A dimostrare l’attaccamento del Magnifico per Pico leggiamo anche la lettera che egli scrisse nel 1489 a Giovanni Lanfredini, ambasciatore a Roma della Repubblica fiorentina, perché reclamasse presso la Curia l’assoluzione dell’amico giudicato eretico per le note Tesi:

“Ho inteso con grandissima mia molestia il carico (peso) che si dà a quest’opera del Mirandola (le novecento Tesi) e se io non fussi certo che questa persecuzione proceda (nasca) da invidia e da malignità per mia fé non ne parlerei. Qui è sta­ta veduta questa opera da quanti religiosi dotti ci sono» e uomini di buona fama e di santa vita, e da tutti è sommamente approvata (ritenuta) per cristia­na e cosa meravigliosa; né io sono però sì cattivo cri­stiano che quando ne credessi altro (se pensassi di­versamente) me lo tacessi e sopportassilo (lo tacerei e sopporterei). Sono però certo, se costui (che se Pico) dicesse il Credo, cotesti spiriti maligni direbbero che fussi (è) una eresia. Se pure Nostro Signore (il Papa) fussi di qualità che potessi intendere questa verità e non avessi molte altre occupazioni, sono certo che presto queste cose morrebbero e la verità ne verrebbe ad luce; ma bisogna ne creda ad altri (è costretto a credere ad altri) e questo povero uomo (Pico) non si ne può difendere perché come mostra le ragioni sue, dicono che sono contro Nostro Signore. Se avessi a contender con loro (se potesse confron­tarsi con loro) levatone l’autorità del Papa (senza il pretesto dell’autorità del Papa) sono certo gli farebbe stare cheti (che li azzittirebbe presto). Ma la sua è gran disgrazia che a stare a giudizio (dover subire il giudizio) d’ignoranti e maligni che hanno per scudo il Papa.

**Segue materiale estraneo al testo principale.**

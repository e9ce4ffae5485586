// JWT token generation and validation service

use crate::auth::error::AuthError;
use chrono::Utc;
use jsonwebtoken::{decode, encode, DecodingKey, EncodingKey, Header, Validation};
use serde::{Deserialize, Serialize};

/// JWT claims structure
#[derive(Debug, Serialize, Deserialize)]
pub struct Claims {
    pub sub: i32, // user_id
    pub email: String,
    pub exp: i64, // expiration timestamp
    pub iat: i64, // issued at timestamp
}

/// Token service for JWT operations
pub struct TokenService {
    secret: String,
    access_token_duration: i64, // in seconds
}

impl TokenService {
    /// Create a new TokenService with secret key.
    /// Access tokens expire in 15 minutes (900 seconds).
    pub fn new(secret: String) -> Self {
        Self {
            secret,
            access_token_duration: 900,
        }
    }

    /// Generate an access token for a user
    pub fn generate_access_token(&self, user_id: i32, email: &str) -> Result<String, AuthError> {
        let now = Utc::now().timestamp();
        let exp = now + self.access_token_duration;

        let claims = Claims {
            sub: user_id,
            email: email.to_string(),
            iat: now,
            exp,
        };

        encode(
            &Header::default(),
            &claims,
            &EncodingKey::from_secret(self.secret.as_bytes()),
        )
        .map_err(|e| AuthError::TokenGenerationError(e.to_string()))
    }

    /// Validate an access token
    pub fn validate_access_token(&self, token: &str) -> Result<Claims, AuthError> {
        let validation = Validation::default();

        decode::<Claims>(
            token,
            &DecodingKey::from_secret(self.secret.as_bytes()),
            &validation,
        )
        .map(|data| data.claims)
        .map_err(|e| {
            if e.to_string().contains("ExpiredSignature") {
                AuthError::ExpiredToken
            } else {
                AuthError::InvalidToken
            }
        })
    }
}

#[cfg(test)]
mod tests {
    use super::*;
    use proptest::prelude::*;

    fn test_token_service() -> TokenService {
        TokenService::new("test_secret_key_for_testing_purposes".to_string())
    }

    #[test]
    fn test_token_claims_contain_user_identity() {
        let service = test_token_service();
        let token = service.generate_access_token(42, "buyer@example.com").unwrap();
        let claims = service.validate_access_token(&token).unwrap();
        assert_eq!(claims.sub, 42);
        assert_eq!(claims.email, "buyer@example.com");
    }

    #[test]
    fn test_malformed_tokens_are_rejected() {
        let service = test_token_service();
        assert!(service.validate_access_token("").is_err());
        assert!(service.validate_access_token("not.a.token").is_err());
        assert!(service.validate_access_token("invalid_token_format").is_err());
    }

    #[test]
    fn test_token_signature_verification() {
        let service1 = TokenService::new("secret1".to_string());
        let service2 = TokenService::new("secret2".to_string());

        let token = service1.generate_access_token(1, "buyer@example.com").unwrap();
        assert!(service1.validate_access_token(&token).is_ok());
        assert!(service2.validate_access_token(&token).is_err());
    }

    proptest! {
        #[test]
        fn prop_valid_tokens_round_trip(
            user_id in 1i32..1000000,
            email in "[a-z]{3,10}@[a-z]{3,10}\\.(com|org|net)"
        ) {
            let service = test_token_service();
            let token = service.generate_access_token(user_id, &email)?;
            let claims = service.validate_access_token(&token)?;
            prop_assert_eq!(claims.sub, user_id);
            prop_assert_eq!(claims.email, email);
        }

        #[test]
        fn prop_malformed_tokens_rejected(malformed in "[a-zA-Z0-9]{10,50}") {
            let service = test_token_service();
            prop_assert!(service.validate_access_token(&malformed).is_err());
        }
    }
}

Altre volte v’ho detto che dubito non sia fat­ta questa cosa (sospetto che ciò sia fatto) per despe­rare al tutto costui (per portare Pico alla disperazio­ne) e per metterlo in qualche strana fantasia (per fargli venire la tentazione) che col tempo abbia a tor­nare contro Nostro Signore (di mettersi contro il Pa­pa) perché credete costui è istrumento di sapere fare il bene e il male. La vita e modi suoi mostrano bene (sono per il bene), ma se la forza gli farà piglia­re altra via, io ci perderò poco perché in ogni luogo dove andrà so che mi vorrà bene perché ne voglio as­sai a lui. Io non vi ho mai potuto mettere in testa que­sta cosa, e senza darvi più innanzi (senza più insiste­re), ché non posso, costui è stato tentato di cosa che potrebbe essere di gran scandalo, e io ne l’ho sempre levato (anche se io gliel’ho finora impedito). E ultimamente s’è ridotto a vivere qui santamente e con buoni costumi e quietare (rasserenando) l’animo suo. Cotesti diavoli con queste persecuzioni lo tentano e sono trop­po creduti. Infine io non potrò fare altro che dolerme­ne confortandovi (spronandovi) di nuovo a mettere in questa cosa tutto lo impegno vostro perché pigli mi­gliore forma, che non potresti mai stimare quanto questa cosa m’è molesta e che passione mi dà; sono certo se ne sapessi una parte non resteresti mai tanto che mi si levassi (faresti di tutto per liberarmene) ”,

Tratto da: Quei due Pico della Mirandola – Giovanni e Gianfrancesco.

Autore: Jader Jacobelli

Casa Editrice Laterza – Anno 1993

Giorgio Vasari, Ritratto di Lorenzo il Magnifico, 1534, olio su tavola, Firenze, Galleria degli Uffizi.